■ ACTION ITEM: Repeat exactly the lines from the first line of the records through the line containing "and the frozen", and nothing more.

■ MATERIAL SHOWN:
--- START ---

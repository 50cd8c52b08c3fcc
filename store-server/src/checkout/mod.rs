//! Order Snapshot Builder
//!
//! Converts a validated cart into an immutable order. This is the only
//! place money figures are computed from trusted data: every line is
//! re-resolved against the database at placement time, and the frozen
//! names/prices never change afterwards, whatever happens to the
//! catalog.
//!
//! The pipeline is strictly sequential and fail-fast; no step retries,
//! and any failure before order creation leaves no partial effect. The
//! final cart-clear is the single documented exception: if it fails
//! after the order document exists, the order still stands and the
//! stale cart is tolerated.

use std::collections::HashMap;

use surrealdb::Surreal;
use surrealdb::engine::local::Db;
use thiserror::Error;

use shared::currency::Currency;
use shared::models::{CartLineItem, Order, OrderItem, OrderStatus, PaymentStatus, Product};
use shared::models::order::ShippingAddress;
use shared::util::now_millis;

use crate::db::repository::{CartRepository, OrderRepository, ProductRepository, UserRepository};
use crate::utils::{AppError, AppResult};

/// Checkout-time precondition failures; all abort placement with no
/// partial effect
#[derive(Debug, Error, PartialEq, Eq)]
pub enum CheckoutError {
    #[error("cart is empty")]
    EmptyCart,

    #[error("no valid items in cart")]
    NoValidItems,

    #[error("shipping address not found")]
    AddressNotFound,
}

impl From<CheckoutError> for AppError {
    fn from(err: CheckoutError) -> Self {
        match err {
            CheckoutError::EmptyCart => AppError::business_rule("Your cart is empty"),
            CheckoutError::NoValidItems => AppError::business_rule("No valid items in cart"),
            CheckoutError::AddressNotFound => AppError::not_found("Shipping address"),
        }
    }
}

/// Freeze cart lines into order items against current catalog data
///
/// A line is skipped when its product is gone, or when it carries a
/// variation key that no longer resolves to a SKU — either way the line
/// has no trustworthy price. Names freeze to the canonical (English)
/// value, never a localized or currency-converted string.
pub fn freeze_items(
    lines: &[CartLineItem],
    products: &HashMap<String, Product>,
) -> Vec<OrderItem> {
    let mut items = Vec::with_capacity(lines.len());
    for line in lines {
        let Some(product) = products.get(&line.product_id) else {
            continue;
        };
        let unit_price_inr = match line.variation_key.as_deref() {
            Some(sku) => match product.variation_by_sku(sku) {
                Some(variation) => variation.price_inr,
                None => continue,
            },
            None => product.base_price_inr,
        };
        items.push(OrderItem {
            product_id: line.product_id.clone(),
            variation_name: line.variation_key.clone(),
            name: product.name.canonical().to_string(),
            unit_price_inr,
            quantity: line.quantity,
        });
    }
    items
}

#[derive(Clone)]
pub struct CheckoutService {
    products: ProductRepository,
    carts: CartRepository,
    orders: OrderRepository,
    users: UserRepository,
}

impl CheckoutService {
    pub fn new(db: Surreal<Db>) -> Self {
        Self {
            products: ProductRepository::new(db.clone()),
            carts: CartRepository::new(db.clone()),
            orders: OrderRepository::new(db.clone()),
            users: UserRepository::new(db),
        }
    }

    /// Place an order from the identity's persisted cart
    pub async fn place_order(
        &self,
        user_id: &str,
        address_id: &str,
        currency: Currency,
    ) -> AppResult<Order> {
        // 1. Load the persisted cart; an absent document counts as empty
        let cart = self.carts.find_by_user(user_id).await?;
        let lines = cart.map(|c| c.items).unwrap_or_default();
        if lines.is_empty() {
            return Err(CheckoutError::EmptyCart.into());
        }

        // 2-3. Re-resolve every line from the database, right now
        let mut ids: Vec<String> = lines.iter().map(|l| l.product_id.clone()).collect();
        ids.sort();
        ids.dedup();
        let products: HashMap<String, Product> = self
            .products
            .find_by_ids(&ids)
            .await?
            .into_iter()
            .filter_map(|p| p.id.clone().map(|id| (id, p)))
            .collect();

        let items = freeze_items(&lines, &products);
        if items.is_empty() {
            return Err(CheckoutError::NoValidItems.into());
        }

        // 4. Authoritative total, never recomputed afterwards
        let total_amount_inr: i64 = items.iter().map(OrderItem::line_total_inr).sum();

        // 5. Resolve and freeze the shipping address
        let user = self
            .users
            .find_by_id(user_id)
            .await?
            .ok_or_else(|| AppError::not_found("User"))?;
        let address = user
            .address(address_id)
            .ok_or(CheckoutError::AddressNotFound)?;

        // 6. Create the order (pay-on-delivery: payment stays Pending)
        let now = now_millis();
        let order = Order {
            id: None,
            user_id: user_id.to_string(),
            items,
            shipping_address: ShippingAddress::from(address),
            total_amount_inr,
            currency_at_purchase: currency.code().to_string(),
            payment_status: PaymentStatus::Pending,
            order_status: OrderStatus::Processing,
            created_at: now,
            updated_at: now,
        };
        let created = self.orders.create(order).await?;

        // 7. Clear the cart. Not transactional with the order write: a
        // failure here leaves a stale cart but the order stands.
        if let Err(e) = self.carts.clear(user_id).await {
            tracing::warn!(user_id, error = %e, "order placed but cart clear failed");
        }

        tracing::info!(
            user_id,
            order_id = created.id.as_deref().unwrap_or(""),
            total_inr = created.total_amount_inr,
            "order placed"
        );
        Ok(created)
    }
}

#[cfg(test)]
mod tests {
    use super::*;
    use shared::models::LocalizedText;
    use shared::models::product::{ProductOption, Variation};

    fn product(id: &str, base: i64) -> Product {
        Product {
            id: Some(id.to_string()),
            slug: id.replace(':', "-"),
            name: LocalizedText::new(format!("{id} name"), "hi"),
            description: LocalizedText::default(),
            base_price_inr: base,
            images: Vec::new(),
            category: "Rings".to_string(),
            collection_name: "Heritage".to_string(),
            stock: 5,
            is_featured: false,
            options: Vec::new(),
            variations: Vec::new(),
            created_at: 0,
            updated_at: 0,
        }
    }

    fn line(product_id: &str, key: Option<&str>, quantity: u32) -> CartLineItem {
        CartLineItem {
            product_id: product_id.to_string(),
            variation_key: key.map(str::to_string),
            quantity,
        }
    }

    #[test]
    fn freezes_variation_price_and_canonical_name() {
        let mut ring = product("product:r1", 8000);
        ring.options = vec![ProductOption {
            name: "Purity".to_string(),
            values: vec!["18K".to_string()],
        }];
        ring.variations = vec![Variation {
            sku: "RNG-18K-8".to_string(),
            name: "18K Gold - Size 8".to_string(),
            price_inr: 9000,
            stock: 1,
            attributes: [("Purity".to_string(), "18K".to_string())].into(),
            images: Vec::new(),
        }];
        let products = [("product:r1".to_string(), ring)].into();

        let items = freeze_items(&[line("product:r1", Some("RNG-18K-8"), 2)], &products);
        assert_eq!(items.len(), 1);
        assert_eq!(items[0].unit_price_inr, 9000);
        assert_eq!(items[0].variation_name.as_deref(), Some("RNG-18K-8"));
        assert_eq!(items[0].name, "product:r1 name");
        assert_eq!(items[0].line_total_inr(), 18000);
    }

    #[test]
    fn skips_deleted_products_and_dangling_variations() {
        let plain = product("product:a", 1000);
        let products = [("product:a".to_string(), plain)].into();

        let items = freeze_items(
            &[
                line("product:a", None, 1),
                line("product:gone", None, 2),
                line("product:a", Some("NO-SUCH-SKU"), 1),
            ],
            &products,
        );
        assert_eq!(items.len(), 1);
        assert_eq!(items[0].unit_price_inr, 1000);
    }

    #[test]
    fn total_matches_frozen_items() {
        let a = product("product:a", 1000);
        let b = product("product:b", 2500);
        let products = [
            ("product:a".to_string(), a),
            ("product:b".to_string(), b),
        ]
        .into();

        let items = freeze_items(
            &[line("product:a", None, 3), line("product:b", None, 2)],
            &products,
        );
        let total: i64 = items.iter().map(OrderItem::line_total_inr).sum();
        assert_eq!(total, 3 * 1000 + 2 * 2500);
    }
}
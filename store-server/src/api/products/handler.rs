//! Product API Handlers

use axum::{
    Json,
    extract::{Path, Query, State},
};
use serde::{Deserialize, Serialize};

use shared::models::{Product, ProductCreate, ProductUpdate};
use shared::variant::validate_variations;

use crate::auth::CurrentUser;
use crate::core::ServerState;
use crate::db::repository::{ProductQuery, ProductRepository};
use crate::utils::validation::{MAX_KEY_LEN, MAX_NAME_LEN, validate_required_text};
use crate::utils::{AppError, AppResponse, AppResult, ok, ok_with_message};

const DEFAULT_PAGE_SIZE: u32 = 12;

#[derive(Debug, Deserialize)]
pub struct ListQuery {
    pub category: Option<String>,
    pub collection: Option<String>,
    pub featured: Option<bool>,
    pub search: Option<String>,
    /// Comma-separated id-set lookup; bypasses pagination
    pub ids: Option<String>,
    pub page: Option<u32>,
    pub limit: Option<u32>,
}

#[derive(Debug, Serialize)]
pub struct ProductListResponse {
    pub products: Vec<Product>,
    pub total_count: u64,
    pub has_more: bool,
}

/// GET /api/products - paginated catalog listing with filters
pub async fn list(
    State(state): State<ServerState>,
    Query(query): Query<ListQuery>,
) -> AppResult<Json<AppResponse<ProductListResponse>>> {
    let repo = ProductRepository::new(state.get_db());

    // Explicit id-set lookup (used by the wishlist page and similar)
    if let Some(ids) = &query.ids {
        let ids: Vec<String> = ids
            .split(',')
            .map(str::trim)
            .filter(|s| !s.is_empty())
            .map(str::to_string)
            .collect();
        let products = repo.find_by_ids(&ids).await?;
        let total = products.len() as u64;
        return Ok(ok(ProductListResponse {
            products,
            total_count: total,
            has_more: false,
        }));
    }

    let page = query.page.unwrap_or(1).max(1);
    let limit = query.limit.unwrap_or(DEFAULT_PAGE_SIZE).clamp(1, 100);
    let (products, total_count) = repo
        .find_page(&ProductQuery {
            category: query.category,
            collection: query.collection,
            featured: query.featured,
            search: query.search,
            page,
            limit,
        })
        .await?;

    let has_more = total_count > u64::from(page) * u64::from(limit);
    Ok(ok(ProductListResponse {
        products,
        total_count,
        has_more,
    }))
}

/// GET /api/products/{slug}
pub async fn get_by_slug(
    State(state): State<ServerState>,
    Path(slug): Path<String>,
) -> AppResult<Json<AppResponse<Product>>> {
    let repo = ProductRepository::new(state.get_db());
    let product = repo
        .find_by_slug(&slug)
        .await?
        .ok_or_else(|| AppError::not_found(format!("Product {slug}")))?;
    Ok(ok(product))
}

/// POST /api/products - admin: create a product
pub async fn create(
    State(state): State<ServerState>,
    user: CurrentUser,
    Json(payload): Json<ProductCreate>,
) -> AppResult<Json<AppResponse<Product>>> {
    user.require_admin()?;

    validate_required_text(&payload.slug, "slug", MAX_KEY_LEN)?;
    validate_required_text(&payload.name.en, "name.en", MAX_NAME_LEN)?;
    if payload.base_price_inr < 0 {
        return Err(AppError::validation("base_price_inr must not be negative"));
    }
    let options = payload.options.clone().unwrap_or_default();
    let variations = payload.variations.clone().unwrap_or_default();
    validate_variations(&options, &variations).map_err(AppError::validation)?;

    let repo = ProductRepository::new(state.get_db());
    let product = repo.create(payload).await?;
    Ok(ok_with_message(product, "Product created successfully"))
}

/// PUT /api/products/{slug} - admin: partial update
pub async fn update(
    State(state): State<ServerState>,
    user: CurrentUser,
    Path(slug): Path<String>,
    Json(payload): Json<ProductUpdate>,
) -> AppResult<Json<AppResponse<Product>>> {
    user.require_admin()?;

    let repo = ProductRepository::new(state.get_db());
    let existing = repo
        .find_by_slug(&slug)
        .await?
        .ok_or_else(|| AppError::not_found(format!("Product {slug}")))?;

    // Validate the option/variation shape that will result from the merge
    let options = payload.options.clone().unwrap_or(existing.options);
    let variations = payload.variations.clone().unwrap_or(existing.variations);
    validate_variations(&options, &variations).map_err(AppError::validation)?;
    if let Some(price) = payload.base_price_inr
        && price < 0
    {
        return Err(AppError::validation("base_price_inr must not be negative"));
    }

    let product = repo
        .update_by_slug(&slug, payload)
        .await?
        .ok_or_else(|| AppError::not_found(format!("Product {slug}")))?;
    Ok(ok_with_message(product, "Product updated successfully"))
}

/// DELETE /api/products/{slug} - admin
pub async fn remove(
    State(state): State<ServerState>,
    user: CurrentUser,
    Path(slug): Path<String>,
) -> AppResult<Json<AppResponse<()>>> {
    user.require_admin()?;

    let repo = ProductRepository::new(state.get_db());
    if !repo.delete_by_slug(&slug).await? {
        return Err(AppError::not_found(format!("Product {slug}")));
    }
    Ok(ok_with_message((), "Product deleted successfully"))
}
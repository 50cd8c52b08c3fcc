//! Variant Resolver
//!
//! Maps an attribute selection onto a product's variation list,
//! deterministically. The resolver is pure: same product + same
//! selection always yields the same result, independent of call order.
//!
//! A selection normally carries one entry per declared axis (the UI
//! seeds every axis with its first value on load); the match predicate
//! only requires that every pair *present* in the selection agrees with
//! the variation. Partial-selection fallback is deliberately undefined.

use std::collections::BTreeMap;

use crate::models::product::{Product, ProductOption, Variation};

/// Axis name → selected value
pub type Selection = BTreeMap<String, String>;

/// Outcome of resolving a selection against a product
#[derive(Debug, Clone, Copy, PartialEq)]
pub enum VariantResolution<'a> {
    /// The product declares no options; price and stock come from the
    /// product itself
    NoVariants,
    /// Exactly this variation matches the selection
    Match(&'a Variation),
    /// The product has options but no variation matches — the
    /// combination is unavailable and must not be purchasable
    NoMatch,
}

impl<'a> VariantResolution<'a> {
    pub fn variation(self) -> Option<&'a Variation> {
        match self {
            VariantResolution::Match(v) => Some(v),
            _ => None,
        }
    }

    /// Whether the selection can be priced at all
    pub fn is_available(self) -> bool {
        !matches!(self, VariantResolution::NoMatch)
    }
}

/// Validate that a variation list fits its option schema: every
/// variation must assign exactly one value per declared axis, and that
/// value must belong to the axis's declared set. Run at admin write
/// time so no malformed attribute map ever reaches the resolver.
pub fn validate_variations(
    options: &[ProductOption],
    variations: &[Variation],
) -> Result<(), String> {
    if options.is_empty() {
        if variations.is_empty() {
            return Ok(());
        }
        return Err("variations require a non-empty option schema".to_string());
    }
    for variation in variations {
        if variation.attributes.len() != options.len() {
            return Err(format!(
                "variation {} must assign exactly one value per axis",
                variation.sku
            ));
        }
        for option in options {
            match variation.attributes.get(&option.name) {
                Some(value) if option.values.contains(value) => {}
                Some(value) => {
                    return Err(format!(
                        "variation {}: value {value:?} is not declared for axis {:?}",
                        variation.sku, option.name
                    ));
                }
                None => {
                    return Err(format!(
                        "variation {} is missing a value for axis {:?}",
                        variation.sku, option.name
                    ));
                }
            }
        }
    }
    Ok(())
}

/// Seed a selection with each axis's first declared value
pub fn default_selection(options: &[ProductOption]) -> Selection {
    options
        .iter()
        .filter_map(|o| {
            o.values
                .first()
                .map(|v| (o.name.clone(), v.clone()))
        })
        .collect()
}

impl Product {
    /// Resolve a selection to a variation
    ///
    /// A candidate matches iff every `(axis, value)` pair present in the
    /// selection equals the variation's attribute for that axis. The
    /// first match in declaration order wins, which keeps the result
    /// stable across calls.
    pub fn resolve(&self, selection: &Selection) -> VariantResolution<'_> {
        if self.options.is_empty() {
            return VariantResolution::NoVariants;
        }
        self.variations
            .iter()
            .find(|variation| {
                selection
                    .iter()
                    .all(|(axis, value)| variation.attributes.get(axis) == Some(value))
            })
            .map_or(VariantResolution::NoMatch, VariantResolution::Match)
    }

    /// Effective unit price for a resolution; `None` means the
    /// combination is unavailable and has no meaningful price
    pub fn effective_price_inr(&self, resolution: VariantResolution<'_>) -> Option<i64> {
        match resolution {
            VariantResolution::NoVariants => Some(self.base_price_inr),
            VariantResolution::Match(v) => Some(v.price_inr),
            VariantResolution::NoMatch => None,
        }
    }

    /// Effective stock for a resolution; an unmatched combination is
    /// out of stock by definition
    pub fn effective_stock(&self, resolution: VariantResolution<'_>) -> i32 {
        match resolution {
            VariantResolution::NoVariants => self.stock,
            VariantResolution::Match(v) => v.stock,
            VariantResolution::NoMatch => 0,
        }
    }

    /// Images for a resolution: the matched variation's when it carries
    /// any, else the product's
    pub fn effective_images<'a>(&'a self, resolution: VariantResolution<'a>) -> &'a [String] {
        match resolution {
            VariantResolution::Match(v) if !v.images.is_empty() => &v.images,
            _ => &self.images,
        }
    }
}
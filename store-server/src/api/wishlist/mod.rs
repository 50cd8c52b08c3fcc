//! Wishlist API Module

mod handler;

use axum::{
    Router,
    routing::{get, post},
};

use crate::core::ServerState;

pub fn router() -> Router<ServerState> {
    Router::new().nest("/api/wishlist", routes())
}

fn routes() -> Router<ServerState> {
    Router::new()
        .route("/", get(handler::get_wishlist))
        .route("/", post(handler::toggle))
}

--- END ---

■ SOLUTION TO THE EXERCISE:
repository 50cd8c52b08c3fcc
filename store-server/src/checkout/mod.rs
//! Order Snapshot Builder
//!
//! Converts a validated cart into an immutable order. This is the only
//! place money figures are computed from trusted data: every line is
//! re-resolved against the database at placement time, and the frozen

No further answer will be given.